Background. The beta-lactam group of antibiotics kills bacteria by inhibiting the terminal stages of peptidoglycan metabolism. We have recently identified amoxicillin-resistant Helicobacter pylori, none of which expressed beta-lactamase. Penicillin-binding proteins (PBPs) represent a group of target enzymes for the beta-lactam antibiotic family, and alterations in PBPs have been described in other penicillin-resistant bacteria. The amoxicillin-resistant phenotype characteristically was lost after freezing but could be restored by consecutive transfers into gradient plates. Materials and Methods.

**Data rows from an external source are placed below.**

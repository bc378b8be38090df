//! HTTP mapping for domain errors.
//!
//! The domain error stays transport-agnostic; this module picks the status
//! code, echoes the trace header and hides internal failure details.

use actix_web::{HttpResponse, ResponseError, http::StatusCode};
use tracing::error;

use crate::domain::{Error, ErrorCode, TRACE_ID_HEADER};

/// Convenient result alias for HTTP handlers.
pub type ApiResult<T> = Result<T, Error>;

const INTERNAL_MESSAGE: &str = "Internal server error";

fn status_for(code: ErrorCode) -> StatusCode {
    match code {
        ErrorCode::InvalidRequest => StatusCode::BAD_REQUEST,
        ErrorCode::Unauthorized => StatusCode::UNAUTHORIZED,
        ErrorCode::Forbidden => StatusCode::FORBIDDEN,
        ErrorCode::NotFound => StatusCode::NOT_FOUND,
        ErrorCode::Conflict => StatusCode::CONFLICT,
        ErrorCode::ServiceUnavailable => StatusCode::SERVICE_UNAVAILABLE,
        ErrorCode::InternalError => StatusCode::INTERNAL_SERVER_ERROR,
    }
}

/// Client-facing copy of `error`. Internal errors lose message and details.
fn client_payload(error: &Error) -> Error {
    if error.code() != ErrorCode::InternalError {
        return error.clone();
    }
    error!(
        message = error.message(),
        trace_id = error.trace_id().unwrap_or_default(),
        "internal error returned to client"
    );
    let redacted = Error::internal(INTERNAL_MESSAGE);
    match error.trace_id() {
        Some(id) => redacted.with_trace_id(id.to_owned()),
        None => redacted,
    }
}

impl ResponseError for Error {
    fn status_code(&self) -> StatusCode {
        status_for(self.code())
    }

    fn error_response(&self) -> HttpResponse {
        let mut builder = HttpResponse::build(self.status_code());
        if let Some(id) = self.trace_id() {
            builder.insert_header((TRACE_ID_HEADER, id.to_owned()));
        }
        builder.json(client_payload(self))
    }
}

impl From<actix_web::Error> for Error {
    fn from(err: actix_web::Error) -> Self {
        error!(error = %err, "actix error promoted to domain error");
        Error::internal(INTERNAL_MESSAGE)
    }
}

#[cfg(test)]
mod tests;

To determine whether amoxicillin resistance in H. pylori was related to alterations in any of the H. pylori PBPs, five H. pylori strains resistant to amoxicillin and three amoxicillin-sensitive strains were tested. PBPs were extracted from bacteria grown to logarithmic phase, labeled in vivo with H-3-benzylpenicillin, and analyzed by sodium dodecyl sulfate-polyacrylamide gel electrophoresis (SDS-PAGE) and fluorography. Four main PBPs were separated from all amoxicillin-sensitive H. pylori strains. Results. Only three of the four main PBPs were found in the amoxicillin-resistant H. pylori strains. The differentially detectable PBP (PBP D) had an apparent molecular weight of 30 to 32 kD. Conclusion. These results suggest that PBP D might play a role in the amoxicillin-resistant phenotype of H. pylori strains lacking beta-lactamase activity.